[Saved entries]
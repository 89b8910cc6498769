//! Field validation for obstetric clinical records.
//!
//! Every validator is a pure function from input text to a structured
//! verdict with a display-ready message:
//!
//! - **RUT**: 7-8 digits plus a Modulus-11 check character → **Error**
//!   on format or checksum failure
//! - **Ranges**: age, blood pressure, weight, gestational weeks →
//!   **Error** outside the clinical bounds
//! - **Glucemia**: hard bounds 0-500 mg/dL → **Error**; outside the
//!   70-150 band but in bounds → valid with **Warning**
//! - **Phone/email/description**: lexical shape and length checks
//!
//! Malformed input never panics or returns `Err`; it degrades to an
//! invalid verdict. All functions are stateless and safe to call
//! concurrently.

mod dates;
mod phone;
mod ranges;
mod records;
mod rut;
mod text;

pub use dates::{validate_birth_date, validate_control_date};
pub use phone::{normalize_phone, validate_phone};
pub use ranges::{
    validate_age, validate_blood_pressure, validate_gestational_weeks, validate_glucemia,
    validate_range, validate_weight,
};
pub use records::{validate_patient_intake, validate_prenatal_control, validate_staff_profile};
pub use rut::{format_rut, normalize_rut, validate_rut};
pub use text::{DESCRIPTION_MAX, DESCRIPTION_MIN, validate_description, validate_email};

use std::path::{Path, PathBuf};

use anyhow::Result;
use chrono::Utc;
use serde::Serialize;

use obstetra_model::{FieldIssue, RecordReport};

const REPORT_SCHEMA: &str = "obstetra.validation-report";
const REPORT_SCHEMA_VERSION: u32 = 1;

#[derive(Debug, Serialize)]
pub struct ValidationReportPayload {
    pub schema: &'static str,
    pub schema_version: u32,
    pub generated_at: String,
    pub source: String,
    pub reports: Vec<RecordReportSummary>,
}

#[derive(Debug, Serialize)]
pub struct RecordReportSummary {
    pub record: String,
    pub error_count: usize,
    pub warning_count: usize,
    pub issues: Vec<FieldIssue>,
}

pub fn has_validation_errors(reports: &[RecordReport]) -> bool {
    reports.iter().any(RecordReport::has_errors)
}

/// Write a versioned JSON validation report to `output_dir`.
///
/// Returns the path of the written file.
pub fn write_validation_report_json(
    output_dir: &Path,
    source: &str,
    reports: &[RecordReport],
) -> Result<PathBuf> {
    std::fs::create_dir_all(output_dir)?;
    let output_path = output_dir.join("validation_report.json");
    let payload = ValidationReportPayload {
        schema: REPORT_SCHEMA,
        schema_version: REPORT_SCHEMA_VERSION,
        generated_at: Utc::now().to_rfc3339(),
        source: source.to_string(),
        reports: reports
            .iter()
            .map(|report| RecordReportSummary {
                record: report.record_id.clone(),
                error_count: report.error_count(),
                warning_count: report.warning_count(),
                issues: report.issues.clone(),
            })
            .collect(),
    };
    let json = serde_json::to_string_pretty(&payload)?;
    std::fs::write(&output_path, format!("{json}\n"))?;
    Ok(output_path)
}
//! Chilean RUT validation, normalization, and display formatting.
//!
//! A RUT is 7-8 digits plus a trailing check character (a digit or `K`)
//! computed with the Modulus-11 weighted checksum. Three forms exist:
//!
//! - raw: whatever the user typed, with arbitrary `.`/`-` separators
//! - canonical: separators stripped, uppercased (`123456785`)
//! - display: zero-padded and grouped (`12.345.678-5`)
//!
//! Uniqueness against stored records is a persistence concern and is not
//! checked here.

use std::sync::LazyLock;

use regex::Regex;

use obstetra_model::Verdict;

/// Canonical RUT shape: 7-8 digits followed by a digit or `K`.
static RUT_REGEX: LazyLock<Regex> =
    LazyLock::new(|| Regex::new(r"^\d{7,8}[0-9K]$").expect("RUT regex must compile"));

/// Strip `.` and `-` separators and uppercase. Performs no validation.
pub fn normalize_rut(raw: &str) -> String {
    raw.chars()
        .filter(|ch| *ch != '.' && *ch != '-')
        .map(|ch| ch.to_ascii_uppercase())
        .collect()
}

/// Validate a RUT's shape and check character.
///
/// Accepts formatted (`12.345.678-5`) and bare (`123456785`) input.
pub fn validate_rut(raw: &str) -> Verdict {
    let cleaned = normalize_rut(raw);
    if !RUT_REGEX.is_match(&cleaned) {
        return Verdict::fail("Invalid RUT format. Use: XX.XXX.XXX-K");
    }

    let (digits, check) = cleaned.split_at(cleaned.len() - 1);
    let expected = check_character(digits);
    if check.chars().next() != Some(expected) {
        return Verdict::fail("Incorrect check digit");
    }

    Verdict::pass("Valid RUT")
}

/// Format a RUT for display as `XX.XXX.XXX-C`.
///
/// The numeric portion is left-zero-padded to 8 digits. Returns `None`
/// when the cleaned value is too short to format.
pub fn format_rut(raw: &str) -> Option<String> {
    let cleaned = normalize_rut(raw);
    let chars: Vec<char> = cleaned.chars().collect();
    if chars.len() < 8 {
        return None;
    }

    let number: String = chars[..chars.len() - 1].iter().collect();
    let check = chars[chars.len() - 1];
    let padded: Vec<char> = format!("{number:0>8}").chars().collect();
    Some(format!(
        "{}.{}.{}-{check}",
        padded[..2].iter().collect::<String>(),
        padded[2..5].iter().collect::<String>(),
        padded[5..8].iter().collect::<String>(),
    ))
}

/// Expected Modulus-11 check character for the numeric portion of a RUT.
///
/// Digits are weighted right to left with the cyclic sequence 2..=7;
/// a remainder of 11 maps to `'0'` and 10 maps to `'K'`.
fn check_character(digits: &str) -> char {
    const WEIGHTS: [u32; 6] = [2, 3, 4, 5, 6, 7];
    let sum: u32 = digits
        .bytes()
        .rev()
        .enumerate()
        .map(|(idx, byte)| u32::from(byte - b'0') * WEIGHTS[idx % WEIGHTS.len()])
        .sum();
    match 11 - (sum % 11) {
        11 => '0',
        10 => 'K',
        remainder => char::from_digit(remainder, 10).expect("remainder is a single digit"),
    }
}

#[cfg(test)]
mod tests {
    use super::*;

    #[test]
    fn known_good_rut_validates() {
        assert!(validate_rut("12.345.678-5").valid);
        assert!(validate_rut("123456785").valid);
        assert!(validate_rut("12345678-5").valid);
    }

    #[test]
    fn wrong_check_digit_is_rejected() {
        let verdict = validate_rut("12.345.678-9");
        assert!(!verdict.valid);
        assert_eq!(verdict.message, "Incorrect check digit");
    }

    #[test]
    fn k_check_character_is_accepted() {
        // 20.347.878 has check character K.
        assert!(validate_rut("20.347.878-K").valid);
        assert!(validate_rut("20347878k").valid);
    }

    #[test]
    fn malformed_input_fails_format_check() {
        for raw in ["", "...---", "abc", "123456", "1-9", "123456789012-3"] {
            let verdict = validate_rut(raw);
            assert!(!verdict.valid, "expected {raw:?} to be invalid");
            assert!(verdict.message.contains("format"));
        }
    }

    #[test]
    fn normalize_strips_separators_and_uppercases() {
        assert_eq!(normalize_rut("12.345.678-k"), "12345678K");
        assert_eq!(normalize_rut("123456785"), "123456785");
    }

    #[test]
    fn format_pads_and_groups() {
        assert_eq!(format_rut("123456785").as_deref(), Some("12.345.678-5"));
        assert_eq!(format_rut("12.345.678-5").as_deref(), Some("12.345.678-5"));
        // 7-digit number gets a leading zero.
        assert_eq!(format_rut("7654321-6").as_deref(), Some("07.654.321-6"));
    }

    #[test]
    fn format_rejects_short_values() {
        assert_eq!(format_rut("1234567"), None);
        assert_eq!(format_rut(""), None);
    }
}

Problem statement:
Determine the number of lines in these entries that contain the word "PathBuf", and write only that number.

Answer space:
2